Dylan’s music and lyrics inspired famous artists such as the Beatles, Jimi Hendrix and the Byrds to write songs that provoke deep thought and call for peace and unity, Gass said. 

Throughout the presentation, Gass played several Dylan songs from his early career and described how they brought out a sense of idealism in his generation and addressed events such as the Cuban Missile Crisis and riots in Oxford Town.

Dylan stopped writing topical songs when President John F. Kennedy was assassinated in 1963, Gass said. He said he believes Dylan feared for his own life following the assassination,  afterward removing political language from his lyrics.

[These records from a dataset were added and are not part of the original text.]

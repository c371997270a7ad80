//! Stat groups, counters and the canonical stats document.

use serde::de::{self, IgnoredAny, MapAccess, Visitor};
use serde::ser::SerializeMap;
use serde::{Deserialize, Deserializer, Serialize, Serializer};
use std::collections::BTreeMap;
use std::fmt;

/// Closed set of stat groups a stats document always carries.
#[derive(Debug, Clone, Copy, PartialEq, Eq, PartialOrd, Ord, Hash)]
pub enum StatGroup {
    Broken,
    Crafted,
    Custom,
    Dropped,
    KilledBy,
    Killed,
    Mined,
    PickedUp,
    Used,
    /// Synthetic group derived from the others on every write.
    Totals,
}

impl StatGroup {
    pub const ALL: [StatGroup; 10] = [
        StatGroup::Broken,
        StatGroup::Crafted,
        StatGroup::Custom,
        StatGroup::Dropped,
        StatGroup::KilledBy,
        StatGroup::Killed,
        StatGroup::Mined,
        StatGroup::PickedUp,
        StatGroup::Used,
        StatGroup::Totals,
    ];

    /// Canonical name used on the wire and as the stored field name.
    pub const fn as_str(&self) -> &'static str {
        match self {
            StatGroup::Broken => "broken",
            StatGroup::Crafted => "crafted",
            StatGroup::Custom => "custom",
            StatGroup::Dropped => "dropped",
            StatGroup::KilledBy => "killed_by",
            StatGroup::Killed => "killed",
            StatGroup::Mined => "mined",
            StatGroup::PickedUp => "picked_up",
            StatGroup::Used => "used",
            StatGroup::Totals => "totals",
        }
    }

    /// Resolves a group from its canonical name or its namespaced form
    /// (`minecraft:mined`, `bortexel:totals`).
    ///
    /// ```
    /// use statboard_types::stats::StatGroup;
    ///
    /// assert_eq!(StatGroup::from_name("mined"), Some(StatGroup::Mined));
    /// assert_eq!(StatGroup::from_name("minecraft:used"), Some(StatGroup::Used));
    /// assert_eq!(StatGroup::from_name("helpers"), None);
    /// ```
    pub fn from_name(name: &str) -> Option<Self> {
        let bare = match name.split_once(':') {
            Some(("minecraft", rest)) => rest,
            Some(("bortexel", "totals")) => "totals",
            Some(_) => return None,
            None => name,
        };

        Self::ALL.into_iter().find(|group| group.as_str() == bare)
    }
}

impl fmt::Display for StatGroup {
    fn fmt(&self, f: &mut fmt::Formatter<'_>) -> fmt::Result {
        f.write_str(self.as_str())
    }
}

/// A single counter value.
///
/// The wire format does not distinguish integers from floats, so decoding
/// accepts any number with no fractional part and rejects everything else.
#[derive(Debug, Clone, Copy, Default, PartialEq, Eq, PartialOrd, Ord, Hash, Serialize)]
#[serde(transparent)]
pub struct Counter(pub i64);

impl Counter {
    pub const ZERO: Counter = Counter(0);

    pub const fn get(self) -> i64 {
        self.0
    }
}

impl From<i64> for Counter {
    fn from(value: i64) -> Self {
        Counter(value)
    }
}

impl From<i32> for Counter {
    fn from(value: i32) -> Self {
        Counter(value.into())
    }
}

impl<'de> Deserialize<'de> for Counter {
    fn deserialize<D: Deserializer<'de>>(deserializer: D) -> Result<Self, D::Error> {
        struct CounterVisitor;

        impl Visitor<'_> for CounterVisitor {
            type Value = Counter;

            fn expecting(&self, f: &mut fmt::Formatter<'_>) -> fmt::Result {
                f.write_str("an integral counter value")
            }

            fn visit_i64<E: de::Error>(self, v: i64) -> Result<Counter, E> {
                Ok(Counter(v))
            }

            fn visit_u64<E: de::Error>(self, v: u64) -> Result<Counter, E> {
                i64::try_from(v)
                    .map(Counter)
                    .map_err(|_| E::custom(format!("counter value {} is out of range", v)))
            }

            fn visit_f64<E: de::Error>(self, v: f64) -> Result<Counter, E> {
                // i64::MAX as f64 rounds up to 2^63, which is itself out of range
                if !v.is_finite() || v.fract() != 0.0 || v < i64::MIN as f64 || v >= i64::MAX as f64
                {
                    return Err(E::custom(format!(
                        "counter value {} is not an integral number",
                        v
                    )));
                }
                Ok(Counter(v as i64))
            }
        }

        deserializer.deserialize_any(CounterVisitor)
    }
}

/// Counters of one stat group, keyed by server-defined counter names.
#[derive(Debug, Clone, Default, PartialEq, Eq, Serialize, Deserialize)]
#[serde(transparent)]
pub struct CounterMap(BTreeMap<String, Counter>);

impl CounterMap {
    pub fn new() -> Self {
        Self::default()
    }

    pub fn get(&self, key: &str) -> Option<Counter> {
        self.0.get(key).copied()
    }

    pub fn insert<K: Into<String>, V: Into<Counter>>(&mut self, key: K, value: V) {
        self.0.insert(key.into(), value.into());
    }

    pub fn len(&self) -> usize {
        self.0.len()
    }

    pub fn is_empty(&self) -> bool {
        self.0.is_empty()
    }

    pub fn clear(&mut self) {
        self.0.clear();
    }

    pub fn iter(&self) -> impl Iterator<Item = (&str, Counter)> {
        self.0.iter().map(|(k, v)| (k.as_str(), *v))
    }

    /// Sums the counters whose key satisfies `keep`, saturating at the `i64` bounds.
    pub fn sum_where<F>(&self, mut keep: F) -> i64
    where
        F: FnMut(&str) -> bool,
    {
        self.0
            .iter()
            .filter(|(key, _)| keep(key))
            .fold(0i64, |acc, (_, value)| acc.saturating_add(value.0))
    }
}

impl<K: Into<String>, V: Into<Counter>> FromIterator<(K, V)> for CounterMap {
    fn from_iter<I: IntoIterator<Item = (K, V)>>(iter: I) -> Self {
        Self(
            iter.into_iter()
                .map(|(k, v)| (k.into(), v.into()))
                .collect(),
        )
    }
}

/// Stats of one player: every [`StatGroup`] mapped to its counters.
///
/// No group is ever missing. Decoding scaffolds the full set first, then
/// overlays the groups present in the input; unknown group names are skipped
/// without looking at their content.
#[derive(Debug, Clone, PartialEq, Eq)]
pub struct StatsDocument {
    groups: BTreeMap<StatGroup, CounterMap>,
}

impl StatsDocument {
    /// Every group present and empty.
    pub fn scaffold() -> Self {
        Self {
            groups: StatGroup::ALL
                .into_iter()
                .map(|group| (group, CounterMap::new()))
                .collect(),
        }
    }

    pub fn group(&self, group: StatGroup) -> &CounterMap {
        // scaffolded on construction and never removed
        &self.groups[&group]
    }

    pub fn group_mut(&mut self, group: StatGroup) -> &mut CounterMap {
        self.groups.entry(group).or_default()
    }

    /// Replaces a group's counters.
    pub fn overlay(&mut self, group: StatGroup, counters: CounterMap) {
        self.groups.insert(group, counters);
    }

    pub fn iter(&self) -> impl Iterator<Item = (StatGroup, &CounterMap)> {
        self.groups.iter().map(|(g, c)| (*g, c))
    }
}

impl Default for StatsDocument {
    fn default() -> Self {
        Self::scaffold()
    }
}

impl Serialize for StatsDocument {
    fn serialize<S: Serializer>(&self, serializer: S) -> Result<S::Ok, S::Error> {
        let mut map = serializer.serialize_map(Some(self.groups.len()))?;
        for (group, counters) in &self.groups {
            map.serialize_entry(group.as_str(), counters)?;
        }
        map.end()
    }
}

impl<'de> Deserialize<'de> for StatsDocument {
    fn deserialize<D: Deserializer<'de>>(deserializer: D) -> Result<Self, D::Error> {
        struct StatsVisitor;

        impl<'de> Visitor<'de> for StatsVisitor {
            type Value = StatsDocument;

            fn expecting(&self, f: &mut fmt::Formatter<'_>) -> fmt::Result {
                f.write_str("a map of stat groups to counters")
            }

            fn visit_map<A: MapAccess<'de>>(self, mut access: A) -> Result<StatsDocument, A::Error> {
                let mut document = StatsDocument::scaffold();

                while let Some(name) = access.next_key::<String>()? {
                    match StatGroup::from_name(&name) {
                        Some(group) => {
                            let counters = access.next_value::<Option<CounterMap>>()?;
                            document.overlay(group, counters.unwrap_or_default());
                        }
                        None => {
                            access.next_value::<IgnoredAny>()?;
                        }
                    }
                }

                Ok(document)
            }

            fn visit_unit<E: de::Error>(self) -> Result<StatsDocument, E> {
                Ok(StatsDocument::scaffold())
            }
        }

        deserializer.deserialize_any(StatsVisitor)
    }
}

Gass played an excerpt of Dylan’s 2020 hit 17-minute single “Murder Most Foul” and said he thinks everybody should listen to the whole thing because of its importance.

It is a requiem for a generation, Gass said. He finally addresses the JFK assassination and how the tragedy brought the nation together, but then he evokes a sense of nostalgia for what he loved about the 60s, when radios used dials and the Beatles sang about holding your hand and people dreamed of a better world.

Gass said he hopes to hold a second presentation on Dylan because he didn’t want to condense everything into the two-hour presentation.

“You can’t rush Dylan,” Gass said.

CORRECTION: A previous version of this article misstated the date of Dylan's induction into Rock & Roll Hall of Fame.